Prohibitions against teaching Aristotle were issued in Paris in 1210 and 1215. However, these did not forbid them from being privately studied, and lectures on Aristotle were still announced in the university of Toulouse. In 1231 Pope Gregory IX appointed a commission to revise some of Aristotle’s natural philosophy. By 1255 examinations on Aristotle had been established at the university of Paris. By the end of the century Albertus Magnus and Thomas Aquinas, had completed their expositions on Aristotle, and their attempts to reconcile it with Christianity.

Albertus and Aquinas rejected Aristotle when it conflicted with Christian theology. However, they also recognised that religion and philosophy frequently discuss the same subjects from different viewpoints, and so separated theology from science. In Chapter 4 of the Summa Contra Gentiles St. Thomas Aquinas argued ‘That the Philosopher and the theologian consider creatures in different ways’. Aquinas also argued in the Summa Contra Gentiles ‘That the consideration of creatures is useful for instruction of faith’ (chapter 2); and ‘That knowledge of the nature of creatures serves to destroy errors concerning God’ (chapter 3). Despite this, in 1277 219 Aristotelian and Averroeist doctrines were condemned by Etienne Tempier, bishop of Paris.This clearly was an attempt to limit philosophers’ freedom to think and speculate. Pierre Duhem considered that the condemnation of 1277 had a positive effect by forcing natural philosophers to consider non-Aristotelian explanations based on the notion that God could do anything He wished, so long as it did not involve a logical contradiction. For Duhem, the condemnation of 1277 was a positive advance which led to the birth of modern science.

The 13th and 14th centuries also marked the point at which mathematics was introduced into science through the work of Grosseteste and other philosophers.. The use of sophismata – argumentation – created a methodological unity between philosophy and theology. There was no sharp distinction in the later Middle Ages between theology and Natural Philosophy as theologians had developed natural theology, which, like natural philosophy, depended on experience. There was also no strict separation of science and magic, as both the Aristotelian and Neoplatonist systems suggested how magic could work through astral influences from stellar rays and the correspondences between the microcosm of humanity and the macrocosm of the world, and the occult properties of plants and minerals. Thus the fashioning of amulets, for example, and certain forms of astrology could be considered scientific. While magic, miracles and the actions of demons and angels were accepted in the Middle Ages, there was also considerable scepticism about how far the actions of demons and witches were possible. By the 13th century some philosophers were able to keep magic largely out of their scientific works, such as Albertus Magnus, Petrus Peregrinus and Rufinus. Thus William of Auvergne attributed some experiences of demonic possession not to demons themselves, but to the sufferer having eaten too much and the weight of the food in their stomach blocking the correct operation of their nerves, so giving rise to terrifying hallucinations.

The establishment of the new Aristotelian science at Oxford, as well as the study of mathematics, logic, languages and Biblical scholarship was due to Robert Grosseteste in his capacity as Magister Scholarum or University Chancellor. The medieval universities were not universities in the modern sense of research institutions, but rather vocational schools designed to prepare their students for a career in the church or in the bureaucracy of government.

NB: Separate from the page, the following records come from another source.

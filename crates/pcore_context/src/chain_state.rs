//! Transitive plugin-to-plugin invocation bookkeeping, bounded by a
//! request's `ChainLimits`.

use pcore_ids::PluginId;
use pcore_protocol::ChainLimits;
use std::collections::HashSet;
use std::sync::atomic::{AtomicU32, Ordering};
use std::sync::Arc;
use std::time::Instant;

/// Mutable state threaded through a chain of plugin invocations
/// rooted at a single external request.
///
/// `fan_out` counts *this node's own* direct children, so it is a
/// counter shared by every sibling spawned from the same parent —
/// unlike `depth`, which is per-path and simply copied on descent.
#[derive(Debug, Clone)]
pub struct ChainState {
    limits: ChainLimits,
    depth: u32,
    fan_out: Arc<AtomicU32>,
    visited: HashSet<PluginId>,
    started_at: Instant,
}

#[derive(Debug, Clone, Copy, PartialEq, Eq)]
pub enum ChainLimitViolation {
    MaxDepth,
    MaxFanOut,
    MaxChainTime,
}

impl ChainState {
    pub fn root(limits: ChainLimits) -> Self {
        Self {
            limits,
            depth: 0,
            fan_out: Arc::new(AtomicU32::new(0)),
            visited: HashSet::new(),
            started_at: Instant::now(),
        }
    }

    pub fn depth(&self) -> u32 {
        self.depth
    }

    pub fn fan_out(&self) -> u32 {
        self.fan_out.load(Ordering::SeqCst)
    }

    pub fn has_visited(&self, plugin_id: &PluginId) -> bool {
        self.visited.contains(plugin_id)
    }

    /// Produce the chain state for a child invocation one level deeper,
    /// checking every limit before admitting it. Increments this
    /// node's fan-out counter as a side effect of a successful call.
    pub fn descend(&self, plugin_id: PluginId) -> Result<Self, ChainLimitViolation> {
        if self.depth + 1 > self.limits.max_depth {
            return Err(ChainLimitViolation::MaxDepth);
        }
        if self.elapsed_ms() >= self.limits.max_chain_time_ms {
            return Err(ChainLimitViolation::MaxChainTime);
        }
        let prior = self.fan_out.fetch_add(1, Ordering::SeqCst);
        if prior + 1 > self.limits.max_fan_out {
            self.fan_out.fetch_sub(1, Ordering::SeqCst);
            return Err(ChainLimitViolation::MaxFanOut);
        }
        let mut visited = self.visited.clone();
        visited.insert(plugin_id);
        Ok(Self {
            limits: self.limits.clone(),
            depth: self.depth + 1,
            fan_out: Arc::new(AtomicU32::new(0)),
            visited,
            started_at: self.started_at,
        })
    }

    pub fn elapsed_ms(&self) -> u64 {
        self.started_at.elapsed().as_millis() as u64
    }

    pub fn remaining_chain_time_ms(&self) -> u64 {
        self.limits.max_chain_time_ms.saturating_sub(self.elapsed_ms())
    }
}

#[cfg(test)]
mod tests {
    use super::*;

    fn limits(max_depth: u32, max_fan_out: u32, max_chain_time_ms: u64) -> ChainLimits {
        ChainLimits { max_depth, max_fan_out, max_chain_time_ms }
    }

    #[test]
    fn root_starts_at_zero_depth() {
        let chain = ChainState::root(limits(4, 4, 1000));
        assert_eq!(chain.depth(), 0);
    }

    #[test]
    fn descend_increments_depth_and_parents_fan_out() {
        let chain = ChainState::root(limits(4, 4, 1000));
        let child = chain.descend(PluginId::from("acme/a")).unwrap();
        assert_eq!(child.depth(), 1);
        assert_eq!(chain.fan_out(), 1);
        assert!(child.has_visited(&PluginId::from("acme/a")));
    }

    #[test]
    fn descend_past_max_depth_is_rejected() {
        let chain = ChainState::root(limits(1, 10, 10_000));
        let child = chain.descend(PluginId::from("acme/a")).unwrap();
        let err = child.descend(PluginId::from("acme/b")).unwrap_err();
        assert_eq!(err, ChainLimitViolation::MaxDepth);
    }

    #[test]
    fn descend_past_max_fan_out_is_rejected() {
        let chain = ChainState::root(limits(10, 1, 10_000));
        chain.descend(PluginId::from("acme/a")).unwrap();
        let err = chain.descend(PluginId::from("acme/b")).unwrap_err();
        assert_eq!(err, ChainLimitViolation::MaxFanOut);
    }
}
//! Sandboxed filesystem shim. Reads resolve against the working
//! directory, writes against the output directory (falling back to
//! the working directory when no output directory is configured).

use crate::error::{FacadeError, FacadeResult};
use pcore_permissions::{check_fs, normalize_path, FsOp};
use pcore_protocol::FsPermission;
use std::path::{Path, PathBuf};
use tracing::info;

#[derive(Debug, Clone)]
pub struct Metadata {
    pub is_dir: bool,
    pub is_file: bool,
    pub len: u64,
}

pub struct FsShim {
    workdir: PathBuf,
    outdir: PathBuf,
    permissions: FsPermission,
    dry_run: bool,
}

/// A path pattern treated as "the artifact directory" — writes here
/// always fail, pointing the caller at the artifact broker instead.
const ARTIFACT_DIR_MARKER: &str = "artifacts/";

impl FsShim {
    pub fn new(workdir: PathBuf, outdir: Option<PathBuf>, permissions: FsPermission, dry_run: bool) -> Self {
        let outdir = outdir.unwrap_or_else(|| workdir.clone());
        Self { workdir, outdir, permissions, dry_run }
    }

    fn resolve(&self, base: &Path, path: &str) -> FacadeResult<PathBuf> {
        let normalized = normalize_path(path);
        if normalized.split('/').any(|segment| segment == "..") {
            return Err(FacadeError::PathTraversal(path.to_string()));
        }
        Ok(base.join(&normalized))
    }

    fn gate(&self, path: &str, op: FsOp) -> FacadeResult<()> {
        if path.starts_with(ARTIFACT_DIR_MARKER) || path.contains(&format!("/{ARTIFACT_DIR_MARKER}")) {
            return Err(FacadeError::PermissionDenied(
                pcore_permissions::GateDecision::deny(
                    "direct writes to the artifact directory are not allowed",
                )
                .with_remediation("use the artifact broker's write() instead"),
            ));
        }
        let decision = check_fs(&self.permissions, path, op);
        if decision.granted {
            Ok(())
        } else {
            Err(FacadeError::PermissionDenied(decision))
        }
    }

    pub async fn read_file(&self, path: &str) -> FacadeResult<Vec<u8>> {
        self.gate(path, FsOp::Read)?;
        let resolved = self.resolve(&self.workdir, path)?;
        Ok(tokio::fs::read(resolved).await?)
    }

    pub async fn read_text(&self, path: &str) -> FacadeResult<String> {
        let bytes = self.read_file(path).await?;
        Ok(String::from_utf8_lossy(&bytes).into_owned())
    }

    pub async fn write_file(&self, path: &str, data: &[u8]) -> FacadeResult<()> {
        self.gate(path, FsOp::Write)?;
        let resolved = self.resolve(&self.outdir, path)?;
        if self.dry_run {
            info!(path = %resolved.display(), bytes = data.len(), "dry-run: would write file");
            return Ok(());
        }
        if let Some(parent) = resolved.parent() {
            tokio::fs::create_dir_all(parent).await?;
        }
        tokio::fs::write(resolved, data).await?;
        Ok(())
    }

    pub async fn mkdir(&self, path: &str, recursive: bool) -> FacadeResult<()> {
        self.gate(path, FsOp::Write)?;
        let resolved = self.resolve(&self.outdir, path)?;
        if self.dry_run {
            info!(path = %resolved.display(), "dry-run: would mkdir");
            return Ok(());
        }
        if recursive {
            tokio::fs::create_dir_all(resolved).await?;
        } else {
            tokio::fs::create_dir(resolved).await?;
        }
        Ok(())
    }

    pub async fn unlink(&self, path: &str) -> FacadeResult<()> {
        self.gate(path, FsOp::Write)?;
        let resolved = self.resolve(&self.outdir, path)?;
        if self.dry_run {
            info!(path = %resolved.display(), "dry-run: would unlink");
            return Ok(());
        }
        tokio::fs::remove_file(resolved).await?;
        Ok(())
    }

    pub async fn rmdir(&self, path: &str) -> FacadeResult<()> {
        self.gate(path, FsOp::Write)?;
        let resolved = self.resolve(&self.outdir, path)?;
        if self.dry_run {
            info!(path = %resolved.display(), "dry-run: would rmdir");
            return Ok(());
        }
        tokio::fs::remove_dir(resolved).await?;
        Ok(())
    }

    pub async fn readdir(&self, path: &str) -> FacadeResult<Vec<String>> {
        self.gate(path, FsOp::Read)?;
        let resolved = self.resolve(&self.workdir, path)?;
        let mut entries = tokio::fs::read_dir(resolved).await?;
        let mut names = Vec::new();
        while let Some(entry) = entries.next_entry().await? {
            names.push(entry.file_name().to_string_lossy().into_owned());
        }
        Ok(names)
    }

    pub async fn stat(&self, path: &str) -> FacadeResult<Metadata> {
        self.gate(path, FsOp::Read)?;
        let resolved = self.resolve(&self.workdir, path)?;
        let meta = tokio::fs::metadata(resolved).await?;
        Ok(Metadata { is_dir: meta.is_dir(), is_file: meta.is_file(), len: meta.len() })
    }

    pub async fn exists(&self, path: &str) -> FacadeResult<bool> {
        self.gate(path, FsOp::Read)?;
        let resolved = self.resolve(&self.workdir, path)?;
        Ok(tokio::fs::try_exists(resolved).await.unwrap_or(false))
    }

    pub async fn copy(&self, from: &str, to: &str) -> FacadeResult<()> {
        self.gate(from, FsOp::Read)?;
        self.gate(to, FsOp::Write)?;
        let src = self.resolve(&self.workdir, from)?;
        let dst = self.resolve(&self.outdir, to)?;
        if self.dry_run {
            info!(from = %src.display(), to = %dst.display(), "dry-run: would copy");
            return Ok(());
        }
        if let Some(parent) = dst.parent() {
            tokio::fs::create_dir_all(parent).await?;
        }
        tokio::fs::copy(src, dst).await?;
        Ok(())
    }

    pub async fn mv(&self, from: &str, to: &str) -> FacadeResult<()> {
        self.gate(from, FsOp::Write)?;
        self.gate(to, FsOp::Write)?;
        let src = self.resolve(&self.outdir, from)?;
        let dst = self.resolve(&self.outdir, to)?;
        if self.dry_run {
            info!(from = %src.display(), to = %dst.display(), "dry-run: would move");
            return Ok(());
        }
        if let Some(parent) = dst.parent() {
            tokio::fs::create_dir_all(parent).await?;
        }
        tokio::fs::rename(src, dst).await?;
        Ok(())
    }
}
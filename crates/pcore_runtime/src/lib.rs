//! Runtime facade (C2): the sandboxed surface handed to a plugin
//! handler — filesystem shim, whitelisted env accessor, HTTP client,
//! and structured logger. Every operation passes through the
//! permission gates in `pcore_permissions` before touching anything.

mod env;
mod error;
mod fs;
mod http;
mod logger;

pub use env::EnvAccessor;
pub use error::{FacadeError, FacadeResult};
pub use fs::{FsShim, Metadata};
pub use http::HttpClient;
pub use logger::{LogLevel, Logger};
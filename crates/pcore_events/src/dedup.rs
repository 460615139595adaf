//! Idempotency dedup cache: a fixed-size LRU keyed by an explicit
//! `idempotencyKey` or, absent that, a hash of the event's identity.

use lru::LruCache;
use sha2::{Digest, Sha256};
use std::num::NonZeroUsize;
use std::time::{Duration, Instant};

pub struct DedupCache {
    cache: LruCache<String, Instant>,
    ttl: Duration,
}

impl DedupCache {
    pub fn new(capacity: usize, ttl_ms: u64) -> Self {
        let capacity = NonZeroUsize::new(capacity.max(1)).unwrap();
        Self { cache: LruCache::new(capacity), ttl: Duration::from_millis(ttl_ms) }
    }

    pub fn key_for(
        idempotency_key: Option<&str>,
        topic: &str,
        scope: &str,
        payload: &serde_json::Value,
        trace_id: Option<&str>,
    ) -> String {
        if let Some(key) = idempotency_key {
            return key.to_string();
        }
        let mut hasher = Sha256::new();
        hasher.update(topic.as_bytes());
        hasher.update(scope.as_bytes());
        hasher.update(payload.to_string().as_bytes());
        hasher.update(trace_id.unwrap_or("").as_bytes());
        let digest = hasher.finalize();
        digest.iter().map(|b| format!("{b:02x}")).collect()
    }

    /// Returns `true` if this key was seen within the TTL window
    /// (a duplicate that should be dropped), and records the key as
    /// seen either way.
    pub fn check_and_record(&mut self, key: &str) -> bool {
        let now = Instant::now();
        if let Some(seen_at) = self.cache.get(key) {
            if now.duration_since(*seen_at) < self.ttl {
                return true;
            }
        }
        self.cache.put(key.to_string(), now);
        false
    }
}

#[cfg(test)]
mod tests {
    use super::*;

    #[test]
    fn duplicate_within_ttl_is_detected() {
        let mut cache = DedupCache::new(16, 60_000);
        assert!(!cache.check_and_record("k1"));
        assert!(cache.check_and_record("k1"));
    }

    #[test]
    fn key_for_uses_explicit_idempotency_key_when_present() {
        let key = DedupCache::key_for(Some("explicit"), "topic", "local", &serde_json::json!({}), None);
        assert_eq!(key, "explicit");
    }

    #[test]
    fn key_for_derives_hash_without_idempotency_key() {
        let payload = serde_json::json!({"a": 1});
        let key1 = DedupCache::key_for(None, "topic", "local", &payload, Some("trace-1"));
        let key2 = DedupCache::key_for(None, "topic", "local", &payload, Some("trace-1"));
        let key3 = DedupCache::key_for(None, "topic", "local", &payload, Some("trace-2"));
        assert_eq!(key1, key2);
        assert_ne!(key1, key3);
    }

    #[test]
    fn cache_evicts_oldest_entry_when_full() {
        let mut cache = DedupCache::new(1, 60_000);
        assert!(!cache.check_and_record("a"));
        assert!(!cache.check_and_record("b"));
        // "a" was evicted to make room for "b", so it's no longer a duplicate.
        assert!(!cache.check_and_record("a"));
    }
}
//! Append-only record of side-effect intents (file writes, config
//! mutations, artifact publishes, …).
//!
//! Insertion order is preserved for the lifetime of the tracker;
//! `mark_*` calls only ever mutate `status`/`reason`/`timestamp` on an
//! already-appended record, never its position.

use parking_lot::Mutex;
use pcore_protocol::{OperationMetadata, OperationRecord, OperationStatus};
use thiserror::Error;

#[derive(Error, Debug, PartialEq, Eq)]
pub enum OperationTrackerError {
    #[error("no tracked operation with id {0}")]
    UnknownId(u64),
}

struct Inner {
    records: Vec<OperationRecord>,
    metadata: Vec<OperationMetadata>,
    next_id: u64,
}

/// Thread-safe append-only operation log. Cheap to share: clone the
/// `Arc` a context hands out rather than the tracker itself.
pub struct OperationTracker {
    inner: Mutex<Inner>,
}

impl Default for OperationTracker {
    fn default() -> Self {
        Self::new()
    }
}

fn now_ms() -> u64 {
    std::time::SystemTime::now()
        .duration_since(std::time::UNIX_EPOCH)
        .map(|d| d.as_millis() as u64)
        .unwrap_or(0)
}

impl OperationTracker {
    pub fn new() -> Self {
        Self { inner: Mutex::new(Inner { records: Vec::new(), metadata: Vec::new(), next_id: 1 }) }
    }

    /// `track(op, metadata, {status, reason?}) → id`.
    pub fn track(
        &self,
        kind: impl Into<String>,
        action: impl Into<String>,
        path: Option<String>,
        pointer: Option<String>,
        metadata: OperationMetadata,
        status: OperationStatus,
        reason: Option<String>,
    ) -> u64 {
        let mut inner = self.inner.lock();
        let id = inner.next_id;
        inner.next_id += 1;
        inner.records.push(OperationRecord {
            id,
            kind: kind.into(),
            action: action.into(),
            path,
            pointer,
            status,
            reason,
            timestamp: now_ms(),
        });
        inner.metadata.push(metadata);
        id
    }

    fn set_status(
        &self,
        id: u64,
        status: OperationStatus,
        reason: Option<String>,
    ) -> Result<(), OperationTrackerError> {
        let mut inner = self.inner.lock();
        let record = inner
            .records
            .iter_mut()
            .find(|r| r.id == id)
            .ok_or(OperationTrackerError::UnknownId(id))?;
        record.status = status;
        record.reason = reason;
        record.timestamp = now_ms();
        Ok(())
    }

    pub fn mark_applied(&self, id: u64) -> Result<(), OperationTrackerError> {
        self.set_status(id, OperationStatus::Applied, None)
    }

    pub fn mark_skipped(&self, id: u64, reason: Option<String>) -> Result<(), OperationTrackerError> {
        self.set_status(id, OperationStatus::Skipped, reason)
    }

    pub fn mark_failed(&self, id: u64, reason: Option<String>) -> Result<(), OperationTrackerError> {
        self.set_status(id, OperationStatus::Failed, reason)
    }

    /// `toArray()`: a snapshot in insertion order.
    pub fn to_array(&self) -> Vec<OperationRecord> {
        self.inner.lock().records.clone()
    }
}

#[cfg(test)]
mod tests {
    use super::*;
    use std::collections::HashMap;

    #[test]
    fn tracked_operations_preserve_insertion_order() {
        let tracker = OperationTracker::new();
        let a = tracker.track("file", "write", Some("a.txt".into()), None, HashMap::new(), OperationStatus::Pending, None);
        let b = tracker.track("file", "write", Some("b.txt".into()), None, HashMap::new(), OperationStatus::Pending, None);
        tracker.mark_applied(a).unwrap();
        tracker.mark_failed(b, Some("disk full".into())).unwrap();

        let records = tracker.to_array();
        assert_eq!(records[0].id, a);
        assert_eq!(records[1].id, b);
        assert_eq!(records[0].status, OperationStatus::Applied);
        assert_eq!(records[1].status, OperationStatus::Failed);
        assert_eq!(records[1].reason.as_deref(), Some("disk full"));
    }

    #[test]
    fn marking_unknown_id_errors() {
        let tracker = OperationTracker::new();
        let err = tracker.mark_applied(999).unwrap_err();
        assert_eq!(err, OperationTrackerError::UnknownId(999));
    }

    #[test]
    fn mark_never_reorders_records() {
        let tracker = OperationTracker::new();
        let ids: Vec<u64> = (0..5)
            .map(|i| tracker.track("file", "write", Some(format!("{i}.txt")), None, HashMap::new(), OperationStatus::Pending, None))
            .collect();
        // Mark in reverse to confirm order survives regardless of mutation order.
        for id in ids.iter().rev() {
            tracker.mark_applied(*id).unwrap();
        }
        let records = tracker.to_array();
        assert_eq!(records.iter().map(|r| r.id).collect::<Vec<_>>(), ids);
    }
}
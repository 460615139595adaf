//! Input/output schema validation (§4.7 steps 4 and 6), grounded on
//! the `jsonschema` usage pattern from the example pack's plugin
//! manifest validator: compile the schema, validate the instance,
//! join every validation error into one message.

use jsonschema::JSONSchema;
use serde_json::Value;

/// Compile `schema` and validate `instance` against it. Returns the
/// joined validation error messages on failure; a schema that itself
/// fails to compile is reported the same way, since either way the
/// handler's declared schema can't vouch for this payload.
pub fn validate(schema: &Value, instance: &Value) -> Result<(), String> {
    let compiled = JSONSchema::compile(schema).map_err(|e| format!("invalid schema: {e}"))?;
    let result = compiled.validate(instance);
    if let Err(errors) = result {
        let message = errors.map(|e| e.to_string()).collect::<Vec<_>>().join(", ");
        return Err(message);
    }
    Ok(())
}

Medieval philosophers were particulary interested in optics as St. Augustine and the Neoplatonists had viewed them as symbols of divine grace, It was also a subject that could be investigated mathematically. Robert Grosseteste was the first important medieval philosopher interested in optics, as he believed that light had been the first corporeal form, and was responsible for dimensions and space itself, and was the first principle of motion and efficient causation. As part of this interest, Grosseteste and other scientists investigated the rainbow, which they knew was produced through refraction. Spectacles were invented later in the 13th century, c. 1286, and were popularised by the Dominica Friar, Alessandro della Spina. Jean de Meun refers to this research into optics in the Roman de la Rose:

‘One may learn the cause
Why mirrors, through some subtle laws,
Have power to objects seen therein –
Atoms minute or letter thin –
To give appearance of fair size
Though naked unassisted eyes
Can scarce perceive them. Grains of sand
Seem stone when through these glasses scanned…
But to these matters blind affiance
No man need give: they’re proved by science…’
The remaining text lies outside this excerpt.